Глава 51. Повод для знакомства (1/2)
Звуки окружающей природы исчезли, приглушенные шумом крови в висках. Пальцы Соласа зарылись в волосы на ее затылке, расплетая растрепанную и смятую шлемом косу. На миг его зрачки закрыли все те же серебристые облака, и Энид почувствовала, как крепления на ее доспехах ослабевают. Еще миг – и он отбрасывает их в сторону и снова обнимает ее, расшнуровывая поддоспешник на спине.
Энид немного смутилась, когда осталась в одной рубахе и узких полотняных штанах. Одежда была пропитана потом и – местами – чьей-то кровью. Наверняка после череды битв она не выглядела чистой и свежей, да и пахла соответственно. Но Соласа это, похоже, только заводило. Он потянул за волосы, запрокинув ее голову назад, и прильнул к шее. Шумно втянул ее запах от ушей до ключиц, нашел место с бьющейся жилкой, очертил его языком и легко прикусил. Она ахнула, обхватила ладонями его гладкий затылок и притянула к себе теснее – лишь бы не останавливался. С ее исподним Солас не стал церемониться, просто разорвав его и отбросив лохмотья к доспехам. Оставшись голой, она инстинктивно прикрылась. Его взгляд немного пугал Энид, она до конца не была уверена, что он ее просто сейчас не съест. Он развел ее руки, отступил на шаг и буравил глазами, вбирая все подробности фигуры. Сам он был все так же полностью одет. Энид преодолела этот нелепый приступ смущения, просто вспомнив, сколько ей лет, усмехнулась и шагнула к нему, требовательно потянув перевязь. Он все понял, усмехнулся в ответ и засеребрившимися глазами заставил свой доспех соскользнуть вниз вместе с плащом и шкурой.

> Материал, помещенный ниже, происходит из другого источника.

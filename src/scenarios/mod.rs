//! Test scenarios for the PetFriends service
//!
//! Each scenario issues a short sequence of HTTP calls against the service
//! and checks status codes and payload shapes against the documented
//! behavior. Scenarios run sequentially, one request in flight at a time,
//! and share no state beyond the remote account itself.

pub mod auth;
pub mod fixtures;
pub mod pets;

use crate::core::client::{PetApiError, PetFriendsClient};
use crate::core::config::Credentials;
use crate::models::auth::ApiKey;
use anyhow::{bail, Result};
use std::fmt::Debug;
use std::future::Future;
use tracing::{error, info};

/// Outcome of a single scenario run
pub struct ScenarioReport {
    pub name: &'static str,
    pub outcome: Result<()>,
}

impl ScenarioReport {
    pub fn passed(&self) -> bool {
        self.outcome.is_ok()
    }
}

/// Run every scenario in order and collect the outcomes
pub async fn run_all(client: &PetFriendsClient, account: &Credentials) -> Vec<ScenarioReport> {
    let mut reports = Vec::new();

    record(
        &mut reports,
        "api_key_with_valid_credentials",
        auth::api_key_with_valid_credentials(client, account),
    )
    .await;
    record(
        &mut reports,
        "api_key_with_invalid_email",
        auth::api_key_with_invalid_email(client, account),
    )
    .await;
    record(
        &mut reports,
        "api_key_with_invalid_password",
        auth::api_key_with_invalid_password(client, account),
    )
    .await;
    record(
        &mut reports,
        "list_all_pets_with_valid_key",
        pets::list_all_pets_with_valid_key(client, account),
    )
    .await;
    record(
        &mut reports,
        "list_my_pets_with_valid_key",
        pets::list_my_pets_with_valid_key(client, account),
    )
    .await;
    record(
        &mut reports,
        "list_pets_with_invalid_key",
        pets::list_pets_with_invalid_key(client, account),
    )
    .await;
    record(
        &mut reports,
        "add_pet_with_valid_data",
        pets::add_pet_with_valid_data(client, account),
    )
    .await;
    record(
        &mut reports,
        "add_pet_with_invalid_photo_format",
        pets::add_pet_with_invalid_photo_format(client, account),
    )
    .await;
    record(
        &mut reports,
        "add_pet_without_photo",
        pets::add_pet_without_photo(client, account),
    )
    .await;
    record(
        &mut reports,
        "set_photo_on_own_pet",
        pets::set_photo_on_own_pet(client, account),
    )
    .await;
    record(
        &mut reports,
        "update_own_pet_info",
        pets::update_own_pet_info(client, account),
    )
    .await;
    record(
        &mut reports,
        "update_nonexistent_pet",
        pets::update_nonexistent_pet(client, account),
    )
    .await;
    record(
        &mut reports,
        "update_pet_with_invalid_key",
        pets::update_pet_with_invalid_key(client, account),
    )
    .await;
    record(
        &mut reports,
        "delete_own_pet",
        pets::delete_own_pet(client, account),
    )
    .await;
    record(
        &mut reports,
        "delete_nonexistent_pet",
        pets::delete_nonexistent_pet(client, account),
    )
    .await;
    record(
        &mut reports,
        "delete_pet_with_invalid_key",
        pets::delete_pet_with_invalid_key(client, account),
    )
    .await;

    reports
}

/// Run one scenario, log the outcome, and append it to the report list
async fn record(
    reports: &mut Vec<ScenarioReport>,
    name: &'static str,
    scenario: impl Future<Output = Result<()>>,
) {
    let outcome = scenario.await;
    match &outcome {
        Ok(()) => info!("✅ {}", name),
        Err(e) => error!("❌ {}: {:#}", name, e),
    }
    reports.push(ScenarioReport { name, outcome });
}

/// Corrupt a key so the service no longer recognizes it
fn corrupted(auth_key: &ApiKey) -> ApiKey {
    ApiKey::new(format!("{}1", auth_key.key))
}

/// Expect the service to reject the call with any non-success status
///
/// Transport and parse failures still count as scenario failures: the
/// rejection has to come from the service, not from a broken connection.
fn expect_rejected<T: Debug>(result: Result<T, PetApiError>, what: &str) -> Result<()> {
    match result {
        Ok(value) => bail!("{} unexpectedly succeeded: {:?}", what, value),
        Err(err) if err.status().is_some() => Ok(()),
        Err(err) => bail!("{} failed before reaching the service: {}", what, err),
    }
}

/// Expect the service to answer 403 specifically
fn expect_forbidden<T: Debug>(result: Result<T, PetApiError>, what: &str) -> Result<()> {
    match result {
        Ok(value) => bail!("{} unexpectedly succeeded: {:?}", what, value),
        Err(PetApiError::Forbidden(_)) => Ok(()),
        Err(err) => bail!("{} expected a 403, got: {}", what, err),
    }
}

Теперь он стоял перед ней в своей привычной льняной рубахе со шнуровкой на груди и неизменных серых замшевых штанах. Робость окончательно отступила, и Энид дернула за шнуры, обнажая его ключицы и грудь. Дернула, видимо, слишком сильно – послышался треск. Сил, чтобы порвать рубаху, в ее руках не было, но Солас опять все понял – одним коротким движением дорвал ее до конца и небрежно отшвырнул прочь.
Энид провела ладонями по гладким мышцам на его плечах, перешла на грудь, нежно обвела горошинки сосков и скользнула к рельефным кубикам на животе. Обвела их кончиками пальцев, зацепилась за край штанов и медленно потянула на себя. Солас судорожно вздохнул и шагнул навстречу. Она не запомнила момент, как они оказались на земле. Густая сочная трава, точно перина, приняла в себя разгоряченные тела. Еще миг – и их руки, ноги, языки переплетаются. Еще миг, и она стонет, не в силах молча выдержать зуд от поцелуев на лице, ушах, шее. Поначалу она пыталась отвечать, но Солас был слишком голоден, слишком резок. Она просто размякла тряпичной куклой в его руках, сдавшись напору. Почувствовав знакомые жар и холод от его дыхания на своей груди, как тогда, она выгнулась навстречу, безмолвно умоляя не останавливаться. И невольно вскрикнула, когда он, будто услышав молчаливый призыв, обволок губами ее маленький розовый сосок и мягко лизнул его. Он обхватил ее груди и, насколько позволял их девичий размер, свел вместе, поочередно припадая ртом то к одной, то к другой.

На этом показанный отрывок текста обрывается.